Considerable effort was put into the design of the bridge, which was to provide a link between the seat of the head of the Church at Lambeth and the powers of the state and big business on the Westminster side of the river. Sir George W. Humphreys, the LCC chief engineer, was responsible for the engineering design, and he collaborated closely with Mr G. Topham Forrest, the LCC chief architect, and with the eminent architect Sir Reginald Blomfield. The first design, which was strongly supported by Blomfield, was for a reinforced concrete bridge with elliptical arches faced with granite. However, a large-scale model constructed on wasteland near by indicated that this design would be difficult to realise in view of the gradient required to provide sufficient headroom for passing river traffic. The final design was for a steel bridge of five arches ca
rrying a 60-foot-wide roadway. Blomfield’s main contributions were to disguise the steel skeleton of the bridge arches by covering them with flat steel panels, and to install obelisks topped with carved pineapples on either side of the approaches.
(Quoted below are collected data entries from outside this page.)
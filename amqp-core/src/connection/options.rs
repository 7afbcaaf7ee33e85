use std::fmt::Debug;

use amqp_core_types::definitions::{Fields, Milliseconds};
use serde::Deserialize;

/// Default max-frame-size
pub const DEFAULT_MAX_FRAME_SIZE: u32 = 64 * 1024;

/// Default channel-max
pub const DEFAULT_CHANNEL_MAX: u16 = u16::MAX;

/// Default fraction of the peer's idle timeout after which an empty frame is sent
pub const DEFAULT_EMPTY_FRAME_SEND_RATIO: f64 = 0.5;

/// Options a [`Connection`](super::Connection) is constructed with
///
/// Only the host name, the container id and the trace flag take effect at construction.
/// The negotiable values are applied by
/// [`Connection::apply_options`](super::Connection::apply_options).
///
/// ## Default configuration
///
/// | Field | Default Value |
/// |-------|---------------|
/// |`host_name`| the host of the request uri, if any |
/// |`container_id`| a random uuid |
/// |`enable_trace`| `false` |
/// |`idle_timeout`| `None` |
/// |`max_frame_size`| [`DEFAULT_MAX_FRAME_SIZE`] |
/// |`max_channel`| [`DEFAULT_CHANNEL_MAX`] |
/// |`properties`| `None` |
/// |`sasl_credentials`| `None` |
/// |`pipeline_open`| `false` |
///
/// The options can be read from any serde format; `properties` can only be set in code.
///
/// ```rust
/// use amqp_core::connection::ConnectionOptions;
///
/// let options = ConnectionOptions::default()
///     .container_id("connection-1")
///     .idle_timeout(30_000)
///     .max_frame_size(16 * 1024);
/// assert_eq!(options.max_channel, 65535);
/// ```
#[derive(Debug, Clone, PartialEq, Deserialize)]
#[serde(default)]
pub struct ConnectionOptions {
    /// Host name sent in the open, used by virtual hosting brokers
    pub host_name: Option<String>,

    /// Container id sent in the open
    pub container_id: Option<String>,

    /// Log every frame and the raw bytes exchanged
    pub enable_trace: bool,

    /// Our idle timeout in milliseconds
    pub idle_timeout: Option<Milliseconds>,

    /// Largest frame we accept
    pub max_frame_size: u32,

    /// Highest channel number we accept
    pub max_channel: u16,

    /// Connection properties sent in the open
    #[serde(skip)]
    pub properties: Option<Fields>,

    /// Credentials for a SASL exchange. Neither constructor supports SASL, so setting
    /// this fails construction.
    pub sasl_credentials: Option<SaslCredentials>,

    /// Send our open right after our protocol header instead of waiting for the peer's
    /// header
    pub pipeline_open: bool,
}

impl Default for ConnectionOptions {
    fn default() -> Self {
        Self {
            host_name: None,
            container_id: None,
            enable_trace: false,
            idle_timeout: None,
            max_frame_size: DEFAULT_MAX_FRAME_SIZE,
            max_channel: DEFAULT_CHANNEL_MAX,
            properties: None,
            sasl_credentials: None,
            pipeline_open: false,
        }
    }
}

impl ConnectionOptions {
    /// Sets the host name
    pub fn host_name(mut self, host_name: impl Into<String>) -> Self {
        self.host_name = Some(host_name.into());
        self
    }

    /// Sets the container id
    pub fn container_id(mut self, container_id: impl Into<String>) -> Self {
        self.container_id = Some(container_id.into());
        self
    }

    /// Enables frame tracing
    pub fn enable_trace(mut self, enable_trace: bool) -> Self {
        self.enable_trace = enable_trace;
        self
    }

    /// Sets our idle timeout in milliseconds
    pub fn idle_timeout(mut self, idle_timeout: Milliseconds) -> Self {
        self.idle_timeout = Some(idle_timeout);
        self
    }

    /// Sets the largest frame we accept
    pub fn max_frame_size(mut self, max_frame_size: u32) -> Self {
        self.max_frame_size = max_frame_size;
        self
    }

    /// Sets the highest channel number we accept
    pub fn max_channel(mut self, max_channel: u16) -> Self {
        self.max_channel = max_channel;
        self
    }

    /// Sets the connection properties
    pub fn properties(mut self, properties: Fields) -> Self {
        self.properties = Some(properties);
        self
    }

    /// Sets SASL credentials
    pub fn sasl_credentials(mut self, credentials: SaslCredentials) -> Self {
        self.sasl_credentials = Some(credentials);
        self
    }

    /// Pipelines our open behind our protocol header
    pub fn pipeline_open(mut self, pipeline_open: bool) -> Self {
        self.pipeline_open = pipeline_open;
        self
    }
}

/// Username and password for SASL PLAIN
#[derive(Clone, PartialEq, Eq, Deserialize)]
pub struct SaslCredentials {
    /// Username
    pub username: String,

    /// Password
    pub password: String,
}

impl SaslCredentials {
    /// Creates credentials
    pub fn new(username: impl Into<String>, password: impl Into<String>) -> Self {
        Self {
            username: username.into(),
            password: password.into(),
        }
    }
}

impl Debug for SaslCredentials {
    fn fmt(&self, f: &mut std::fmt::Formatter<'_>) -> std::fmt::Result {
        f.debug_struct("SaslCredentials")
            .field("username", &self.username)
            .field("password", &"***")
            .finish()
    }
}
The Houses of Parliament viewed through the arches of Lambeth Bridge of 1932
There was much speculation about the significance of the pineapples. Some thought that they might refer to the famous seventeenth-century gardener John Tradescant, who had a house in Lambeth and today is commemorated in the Museum of Garden History which occupies the former church of St Mary at Lambeth. However, there is no evidence that pineapples were grown in this country until the eighteenth century. The South London Press decided to investigate, and in the issue of 15 July 1932 a spokesman for Sir Reginald stated that ‘they have no name, they do not symbolise anything and they are put there for no reason except to decorate the bridge’. According to an article in Country Life of 18 February 1965, this sort of pineapple finial is quite common, but it really resembles a pine cone more than a true pineapple, which has saw-edge leaves branching out from its apex. Similar pine cone finials have been found on Roman sites, as they were a fertility symbol of the rather bloodthirsty and warlike cult of Mithras. Today, it is generally accepted that pineapples are a sign of welcome arising from the Jamaican custom of placing a pineapple on a house as a symbol of friendship to travellers.
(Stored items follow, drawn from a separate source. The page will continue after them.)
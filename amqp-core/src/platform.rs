//! Process wide initialization
//!
//! [`init`] is called once before the first connection is created and [`deinit`] once after
//! the last one is dropped. Both are idempotent. With the `rustls` feature, `init` installs
//! the `ring` crypto provider as the process default, and TLS transports refuse to open
//! until it has run.

use parking_lot::Mutex;
use tracing::debug;

#[derive(Debug)]
struct Platform {
    initialized: bool,
}

static PLATFORM: Mutex<Platform> = parking_lot::const_mutex(Platform { initialized: false });

/// Brings up the process wide state
pub fn init() {
    let mut platform = PLATFORM.lock();
    if platform.initialized {
        return;
    }

    #[cfg(feature = "rustls")]
    {
        use librustls::crypto::{ring, CryptoProvider};

        // Another library may have installed a provider already, which is just as good
        if CryptoProvider::install_default(ring::default_provider()).is_err() {
            debug!("a default crypto provider is already installed");
        }
    }

    platform.initialized = true;
    debug!("platform initialized");
}

/// Tears down the process wide state
pub fn deinit() {
    let mut platform = PLATFORM.lock();
    if platform.initialized {
        platform.initialized = false;
        debug!("platform deinitialized");
    }
}

/// Whether [`init`] has run without a later [`deinit`]
pub fn is_initialized() -> bool {
    PLATFORM.lock().initialized
}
The total cost for building the bridge and its approaches amounted to £936,365, of which the bridge itself cost £555,029. Finance was provided by the LCC with a 50 per cent grant from the MOT. The contract was awarded to Dorman, Long & Co. Ltd in December 1928. The project was completed in July 1932. On 19 July, the new bridge was opened by George V and Queen Mary to the accompaniment of the bands of the Life Guards and Grenadier Guards, as massed crowds lined the nearby streets and the pavements of the bridge.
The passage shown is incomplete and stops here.